Many industrial processes and household tasks currently completed by humans entail the manipulation of textiles, including clothes, sheets, towels, cloths and other fabric-based objects. Most robotic systems developed so far do not reliably manipulate all types of textiles, due to challenges associated with predicting how these objects will deform when grasped and handled.
Researchers at Institut de Robòtica i Informàtica Industrial (CSIC-UPC) and Universitat Politècnica de Catalunya compiled a new dataset that could be used to train robotics algorithms to predict the deformation of cloths and devise effective strategies for manipulating them.
This dataset, presented in a paper published in the International Journal of Robotics Research, was collected using a motion capture (MoCap) system that picks up and tracks infrared light from markers placed on different textiles.
“The automatic manipulation of cloth by robots is a potential application that could impact society and industry deeply,” Franco Coltraro, first author of the paper, told Tech Xplore.
“Nowadays, at home and virtually at any business where cloth is relevant, textiles are handled manually by humans. Think of folding cloth at stores, making beds in hotels, handling returns of garments coming from online shopping: everything is handled by humans.
“The reason is simple: manipulating cloth automatically is very difficult, as cloth deforms very freely, collides with itself, and interacts with air in a very complicated way. Thus, a myriad of mathematical and engineering problems need to be solved to enable automatic cloth manipulation.”
In recent years, some researchers have been trying to overcome the challenges associated with robotic cloth manipulation using artificial intelligence (AI). To perform well, however, most AI and machine learning-based models need to be trained on large amounts of data.
Collecting a large amount of data outlining the deformation of different textiles can be very expensive and time-consuming. Therefore, so far, many roboticists have instead used so-called cloth simulators, systems designed to simulate cloths made of different materials.
“There are many different cloth simulators (most coming from the videogame and animation industry),” said Coltraro.
“Even I have developed one. The thing is that most cloth simulators were not designed to be used in robotics, but to be used in movies and video games; hence, most of them are not very realistic. The few cloth simulators that are realistic (e.g., mine, if I may say so) have parameters that need to be tuned or estimated to fit the behavior of real garments.”
The key objective of the recent study by Coltraro and his colleagues was to compile a new high-quality dataset that could help to improve the data generated by cloth simulators. To do this, they collected 120 recordings, showing the movements of various textiles, using a MoCap system.
“The recordings we collected can help to tune the parameters of cloth simulators,” said Coltraro. “Then, these tuned cloth simulators can be used to generate huge amounts of data cheaply, which in turn allows the training of AI models. Our hope is that in the future these AI algorithms may solve the problem of robotic cloth manipulation.”

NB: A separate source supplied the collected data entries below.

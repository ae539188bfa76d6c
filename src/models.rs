use chrono::{DateTime, Utc};
use serde::{Deserialize, Serialize};
use std::fmt;

pub type EntryId = u64;

/// One journal record. Only `create` and `delete` exist; entries are never edited.
#[derive(Debug, Clone, PartialEq, Serialize, Deserialize)]
#[serde(rename_all = "camelCase")]
pub struct Entry {
    pub id: EntryId,
    pub timestamp: DateTime<Utc>,
    /// Emotion name as spelled in the vocabulary when the entry was created.
    pub emotion: String,
    #[serde(default, skip_serializing_if = "Option::is_none")]
    pub intensity: Option<String>,
    #[serde(default, skip_serializing_if = "Option::is_none")]
    pub blood_pressure: Option<String>,
    #[serde(default, skip_serializing_if = "Option::is_none")]
    pub weight_kg: Option<f64>,
    #[serde(default)]
    pub note: String,
    #[serde(default)]
    pub tags: Vec<String>,
}

#[derive(Debug, Clone, PartialEq, Eq, Serialize, Deserialize)]
pub struct VocabularyItem {
    pub name: String,
    #[serde(default, skip_serializing_if = "Option::is_none")]
    pub color: Option<String>,
}

impl VocabularyItem {
    pub fn new(name: impl Into<String>, color: Option<&str>) -> Self {
        Self {
            name: name.into(),
            color: color.map(str::to_string),
        }
    }
}

#[derive(Debug, Clone, Copy, PartialEq, Eq, Serialize, Deserialize)]
#[serde(rename_all = "camelCase")]
pub enum VocabularyKind {
    Emotions,
    Tags,
}

impl fmt::Display for VocabularyKind {
    fn fmt(&self, f: &mut fmt::Formatter<'_>) -> fmt::Result {
        match self {
            Self::Emotions => f.write_str("emotion"),
            Self::Tags => f.write_str("tag"),
        }
    }
}

#[derive(Debug, Clone, PartialEq, Eq, Serialize, Deserialize)]
#[serde(rename_all = "camelCase")]
pub struct Preferences {
    #[serde(default)]
    pub theme: String,
    #[serde(default = "default_language")]
    pub language: String,
    #[serde(default)]
    pub dark_mode: bool,
}

impl Default for Preferences {
    fn default() -> Self {
        Self {
            theme: String::new(),
            language: default_language(),
            dark_mode: false,
        }
    }
}

fn default_language() -> String {
    "en".to_string()
}

/// The whole persisted document. Every collection is owned here; entries
/// refer to vocabulary items by name only.
#[derive(Debug, Clone, PartialEq, Serialize)]
#[serde(rename_all = "camelCase")]
pub struct JournalData {
    pub entries: Vec<Entry>,
    pub emotions: Vec<VocabularyItem>,
    pub tags: Vec<VocabularyItem>,
    pub preferences: Preferences,
    pub next_entry_id: EntryId,
}

impl Default for JournalData {
    fn default() -> Self {
        Self {
            entries: Vec::new(),
            emotions: default_emotions(),
            tags: Vec::new(),
            preferences: Preferences::default(),
            next_entry_id: 1,
        }
    }
}

impl JournalData {
    pub fn vocabulary(&self, kind: VocabularyKind) -> &[VocabularyItem] {
        match kind {
            VocabularyKind::Emotions => &self.emotions,
            VocabularyKind::Tags => &self.tags,
        }
    }

    pub fn vocabulary_mut(&mut self, kind: VocabularyKind) -> &mut Vec<VocabularyItem> {
        match kind {
            VocabularyKind::Emotions => &mut self.emotions,
            VocabularyKind::Tags => &mut self.tags,
        }
    }

    /// Keeps the id counter ahead of every stored entry.
    pub fn reconcile_next_id(&mut self) {
        let floor = self
            .entries
            .iter()
            .map(|entry| entry.id)
            .max()
            .map_or(1, |id| id.saturating_add(1));
        self.next_entry_id = self.next_entry_id.max(floor);
    }
}

pub fn default_emotions() -> Vec<VocabularyItem> {
    [
        ("Very sad", "#8e44ad"),
        ("Sad", "#3498db"),
        ("Neutral", "#f1c40f"),
        ("Happy", "#2ecc71"),
        ("Very happy", "#e67e22"),
    ]
    .into_iter()
    .map(|(name, color)| VocabularyItem::new(name, Some(color)))
    .collect()
}

/// Form value that may arrive either as a JSON number or as raw input text.
#[derive(Debug, Clone, PartialEq, Deserialize)]
#[serde(untagged)]
pub enum NumberInput {
    Number(f64),
    Text(String),
}

#[derive(Debug, Clone, Default, Deserialize)]
#[serde(rename_all = "camelCase")]
pub struct NewEntry {
    #[serde(default)]
    pub emotion: Option<String>,
    #[serde(default)]
    pub intensity: Option<String>,
    #[serde(default)]
    pub blood_pressure: Option<String>,
    #[serde(default)]
    pub weight_kg: Option<NumberInput>,
    #[serde(default)]
    pub note: Option<String>,
    #[serde(default)]
    pub tags: Vec<String>,
}

#[derive(Debug, Deserialize)]
pub struct NewVocabularyItem {
    pub name: String,
    #[serde(default)]
    pub color: Option<String>,
}

#[derive(Debug, Clone, Default, Deserialize)]
#[serde(rename_all = "camelCase")]
pub struct PreferencesUpdate {
    #[serde(default)]
    pub theme: Option<String>,
    #[serde(default)]
    pub language: Option<String>,
    #[serde(default)]
    pub dark_mode: Option<bool>,
}

#[derive(Debug, Deserialize)]
pub struct SelectionRequest {
    pub emotion: String,
}

#[derive(Debug, Serialize, Deserialize)]
pub struct SelectionResponse {
    pub selected: Option<String>,
}

#[derive(Debug, Deserialize)]
pub struct EntriesQuery {
    pub limit: Option<usize>,
}

#[derive(Debug, Deserialize)]
pub struct StatsQuery {
    /// Comma-separated mood names, lowest rank first.
    pub order: Option<String>,
}

#[derive(Debug, Clone, PartialEq, Serialize, Deserialize)]
pub struct TrendPoint {
    pub date: String,
    pub average: Option<f64>,
}

#[derive(Debug, Clone, PartialEq, Serialize, Deserialize)]
pub struct EmotionSeries {
    pub emotion: String,
    pub color: Option<String>,
    pub counts: Vec<u64>,
}

#[derive(Debug, Clone, PartialEq, Default, Serialize, Deserialize)]
pub struct EmotionCounts {
    pub dates: Vec<String>,
    pub series: Vec<EmotionSeries>,
}

#[derive(Debug, Clone, PartialEq, Serialize, Deserialize)]
pub struct StatsResponse {
    /// Number of ranks the trend averages span.
    pub levels: usize,
    pub trend: Vec<TrendPoint>,
    pub counts: EmotionCounts,
}

#[derive(Debug, Serialize)]
pub struct ImportPreview {
    pub document: crate::snapshot::Snapshot,
    pub entries: Option<usize>,
    pub emotions: Option<usize>,
    pub tags: Option<usize>,
}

The MoCap system that the researchers used to collect their data relies on tiny and very light (i.e., weighing less than 0.013 grams) markers that reflect infrared light. These light markers were placed on cloths of different sizes and made of various materials, to track their deformation over time without influencing their movements.
“We used a lot of cameras to track these reflective markers and hence know where they are in space,” said Coltraro.
“The advantage of using MoCap versus other approaches (i.e. depth cameras, like the Xbox Kinect) is that the recordings are super smooth (almost no noise) and that one can record a lot of varied motions since the cameras can surround the scene (we can minimize cloth self-occlusions).”
Coltraro and their colleagues recorded clothes of two sizes and made of four different materials, namely cotton, denim, wool and polyester. These cloths were recorded at different speeds, to show how they deform when they are handled differently.

When the MoCap data was recorded, cloths were manipulated in specific ways that reflected real-world scenarios. For instance, the researchers shook them, twisted them, rubbed them onto frictional objects, hit them with a long rigid tool and even hit them against each other.
“One of the most notable and unexpected findings of this study was how much variation there is in cloth motion even with the same cloth and the same motion,” said Coltraro.
“We took the DIN A3 polyester sample and executed many times the same motion with a robot and the cloth. The motion was placing the cloth dynamically onto a table. You would expect the end state of the cloth to be the same every time, right? Wrong.
“Even with a robot (it executed the exact same trajectory without error), we found variation in the final state (not huge but some). I think this is related to chaos theory and may be another challenge for cloth manipulation.”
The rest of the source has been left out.